> Directions
From the records below, copy every line that contains the word "crate".

--- Raw data Enclosed Below ---

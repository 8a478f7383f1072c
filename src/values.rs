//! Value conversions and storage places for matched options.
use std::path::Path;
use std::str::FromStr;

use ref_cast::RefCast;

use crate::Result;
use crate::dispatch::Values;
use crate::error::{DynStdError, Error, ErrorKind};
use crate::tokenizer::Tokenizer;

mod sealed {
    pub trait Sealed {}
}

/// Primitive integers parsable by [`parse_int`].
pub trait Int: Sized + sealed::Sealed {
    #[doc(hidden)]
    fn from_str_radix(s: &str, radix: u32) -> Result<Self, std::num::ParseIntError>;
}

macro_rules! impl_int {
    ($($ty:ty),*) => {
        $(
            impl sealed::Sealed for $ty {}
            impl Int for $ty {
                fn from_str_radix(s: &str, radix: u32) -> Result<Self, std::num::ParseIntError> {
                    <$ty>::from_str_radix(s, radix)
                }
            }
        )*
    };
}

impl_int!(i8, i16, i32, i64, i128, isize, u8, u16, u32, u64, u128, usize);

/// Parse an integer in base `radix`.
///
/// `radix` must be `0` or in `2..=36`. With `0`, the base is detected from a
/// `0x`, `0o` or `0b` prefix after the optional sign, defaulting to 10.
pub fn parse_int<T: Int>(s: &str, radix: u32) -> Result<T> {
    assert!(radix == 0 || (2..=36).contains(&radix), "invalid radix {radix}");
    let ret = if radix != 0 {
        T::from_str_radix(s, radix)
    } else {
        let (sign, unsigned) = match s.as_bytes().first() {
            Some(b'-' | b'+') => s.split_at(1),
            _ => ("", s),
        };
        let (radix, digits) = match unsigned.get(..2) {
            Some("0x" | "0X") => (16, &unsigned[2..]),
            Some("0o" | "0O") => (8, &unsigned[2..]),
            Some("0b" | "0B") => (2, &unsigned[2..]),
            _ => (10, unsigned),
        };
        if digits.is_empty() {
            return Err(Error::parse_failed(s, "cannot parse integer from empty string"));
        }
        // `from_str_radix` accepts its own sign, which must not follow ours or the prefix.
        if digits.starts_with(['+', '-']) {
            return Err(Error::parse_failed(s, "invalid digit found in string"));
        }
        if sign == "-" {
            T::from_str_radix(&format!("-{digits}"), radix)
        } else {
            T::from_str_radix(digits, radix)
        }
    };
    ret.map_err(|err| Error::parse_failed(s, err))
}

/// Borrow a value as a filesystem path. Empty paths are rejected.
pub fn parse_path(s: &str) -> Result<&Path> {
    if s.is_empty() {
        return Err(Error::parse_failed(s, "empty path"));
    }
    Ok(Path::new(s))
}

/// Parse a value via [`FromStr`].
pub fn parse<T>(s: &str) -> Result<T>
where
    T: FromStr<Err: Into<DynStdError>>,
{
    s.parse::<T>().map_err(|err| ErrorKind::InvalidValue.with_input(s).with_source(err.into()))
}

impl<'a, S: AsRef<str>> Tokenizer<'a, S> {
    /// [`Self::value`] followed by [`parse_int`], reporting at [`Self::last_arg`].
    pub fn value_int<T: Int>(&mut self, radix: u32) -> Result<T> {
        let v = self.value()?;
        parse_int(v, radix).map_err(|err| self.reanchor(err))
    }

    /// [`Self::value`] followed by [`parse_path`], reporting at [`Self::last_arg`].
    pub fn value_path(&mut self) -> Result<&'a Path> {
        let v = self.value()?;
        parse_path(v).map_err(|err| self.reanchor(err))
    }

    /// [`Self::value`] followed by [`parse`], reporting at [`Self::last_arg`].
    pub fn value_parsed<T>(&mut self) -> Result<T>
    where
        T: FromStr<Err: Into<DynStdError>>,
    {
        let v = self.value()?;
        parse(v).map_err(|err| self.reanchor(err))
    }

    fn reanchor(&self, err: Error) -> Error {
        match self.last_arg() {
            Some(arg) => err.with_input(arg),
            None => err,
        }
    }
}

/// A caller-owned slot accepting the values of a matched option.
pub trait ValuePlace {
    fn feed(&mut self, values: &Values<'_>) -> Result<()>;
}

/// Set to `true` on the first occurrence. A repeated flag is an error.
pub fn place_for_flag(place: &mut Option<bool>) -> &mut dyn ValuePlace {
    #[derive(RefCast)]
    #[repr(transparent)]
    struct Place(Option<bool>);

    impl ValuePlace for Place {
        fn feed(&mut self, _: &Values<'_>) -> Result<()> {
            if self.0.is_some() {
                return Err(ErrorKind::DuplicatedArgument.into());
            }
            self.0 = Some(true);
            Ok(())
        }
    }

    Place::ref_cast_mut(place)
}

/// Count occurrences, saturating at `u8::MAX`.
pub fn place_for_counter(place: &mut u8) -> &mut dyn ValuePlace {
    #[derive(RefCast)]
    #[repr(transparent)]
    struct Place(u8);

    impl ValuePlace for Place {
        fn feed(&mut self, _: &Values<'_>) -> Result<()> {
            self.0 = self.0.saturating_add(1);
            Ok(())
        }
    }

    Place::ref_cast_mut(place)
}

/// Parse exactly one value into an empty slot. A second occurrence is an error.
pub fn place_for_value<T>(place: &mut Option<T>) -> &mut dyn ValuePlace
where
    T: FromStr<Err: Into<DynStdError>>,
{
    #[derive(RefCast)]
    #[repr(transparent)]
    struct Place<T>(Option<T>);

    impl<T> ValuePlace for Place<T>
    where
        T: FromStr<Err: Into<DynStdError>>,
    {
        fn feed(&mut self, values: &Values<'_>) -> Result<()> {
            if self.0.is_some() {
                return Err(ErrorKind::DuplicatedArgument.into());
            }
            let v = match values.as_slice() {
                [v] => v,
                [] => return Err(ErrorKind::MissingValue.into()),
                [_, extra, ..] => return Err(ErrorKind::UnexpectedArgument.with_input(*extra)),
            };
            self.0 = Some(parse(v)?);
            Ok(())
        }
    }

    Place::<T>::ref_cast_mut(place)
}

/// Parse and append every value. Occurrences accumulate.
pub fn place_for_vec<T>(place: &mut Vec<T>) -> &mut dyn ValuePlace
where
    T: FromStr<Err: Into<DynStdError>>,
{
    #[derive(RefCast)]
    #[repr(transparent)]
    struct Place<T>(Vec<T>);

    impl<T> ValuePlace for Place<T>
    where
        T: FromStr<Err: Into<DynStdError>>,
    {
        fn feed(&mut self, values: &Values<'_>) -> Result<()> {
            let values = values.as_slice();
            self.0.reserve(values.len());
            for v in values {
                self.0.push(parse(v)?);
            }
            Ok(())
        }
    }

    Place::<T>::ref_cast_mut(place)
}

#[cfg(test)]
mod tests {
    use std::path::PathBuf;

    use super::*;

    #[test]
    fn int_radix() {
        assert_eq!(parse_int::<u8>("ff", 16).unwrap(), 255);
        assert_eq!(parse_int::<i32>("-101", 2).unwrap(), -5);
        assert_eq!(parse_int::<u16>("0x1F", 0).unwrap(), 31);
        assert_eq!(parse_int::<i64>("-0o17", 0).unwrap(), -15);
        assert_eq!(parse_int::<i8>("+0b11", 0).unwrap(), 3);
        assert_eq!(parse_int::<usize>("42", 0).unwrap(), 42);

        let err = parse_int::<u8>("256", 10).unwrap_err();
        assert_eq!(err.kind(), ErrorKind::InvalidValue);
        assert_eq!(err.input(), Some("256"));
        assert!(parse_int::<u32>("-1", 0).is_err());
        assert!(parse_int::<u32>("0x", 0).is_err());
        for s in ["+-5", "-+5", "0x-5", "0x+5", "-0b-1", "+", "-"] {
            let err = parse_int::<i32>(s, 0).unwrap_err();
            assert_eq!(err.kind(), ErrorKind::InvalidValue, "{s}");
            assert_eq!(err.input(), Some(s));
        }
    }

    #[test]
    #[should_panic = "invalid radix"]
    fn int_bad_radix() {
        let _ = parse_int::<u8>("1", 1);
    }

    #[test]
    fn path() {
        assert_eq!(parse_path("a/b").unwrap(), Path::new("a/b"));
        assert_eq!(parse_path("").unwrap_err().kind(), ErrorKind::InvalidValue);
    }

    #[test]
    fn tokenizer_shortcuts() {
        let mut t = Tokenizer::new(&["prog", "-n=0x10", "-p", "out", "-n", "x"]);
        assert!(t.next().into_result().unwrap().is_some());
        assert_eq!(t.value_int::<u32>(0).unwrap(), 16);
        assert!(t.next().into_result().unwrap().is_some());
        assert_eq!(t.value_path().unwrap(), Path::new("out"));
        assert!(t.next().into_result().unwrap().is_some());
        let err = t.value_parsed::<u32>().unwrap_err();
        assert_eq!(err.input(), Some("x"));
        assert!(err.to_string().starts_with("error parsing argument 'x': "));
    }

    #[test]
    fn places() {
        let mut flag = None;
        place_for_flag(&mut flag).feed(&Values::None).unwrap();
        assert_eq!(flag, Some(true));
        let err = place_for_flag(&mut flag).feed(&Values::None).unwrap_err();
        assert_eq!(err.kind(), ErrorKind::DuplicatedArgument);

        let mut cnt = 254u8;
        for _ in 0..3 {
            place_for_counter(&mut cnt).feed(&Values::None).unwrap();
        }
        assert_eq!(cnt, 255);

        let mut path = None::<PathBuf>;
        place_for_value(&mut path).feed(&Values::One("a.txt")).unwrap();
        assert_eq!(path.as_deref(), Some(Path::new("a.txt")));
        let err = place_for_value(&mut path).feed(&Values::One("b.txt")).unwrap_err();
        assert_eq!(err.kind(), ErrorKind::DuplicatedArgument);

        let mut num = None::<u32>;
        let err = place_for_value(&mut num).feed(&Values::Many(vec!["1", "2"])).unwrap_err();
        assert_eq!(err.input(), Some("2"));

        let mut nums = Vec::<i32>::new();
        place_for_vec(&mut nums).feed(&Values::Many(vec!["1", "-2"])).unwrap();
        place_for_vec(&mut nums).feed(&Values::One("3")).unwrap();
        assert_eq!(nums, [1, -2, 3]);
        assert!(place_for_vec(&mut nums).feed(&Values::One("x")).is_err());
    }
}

--- End of Enclosed Raw data ---

> Written solution
use crate::Result;
use crate::dispatch::Values;
use crate::error::{DynStdError, Error, ErrorKind};
use crate::tokenizer::Tokenizer;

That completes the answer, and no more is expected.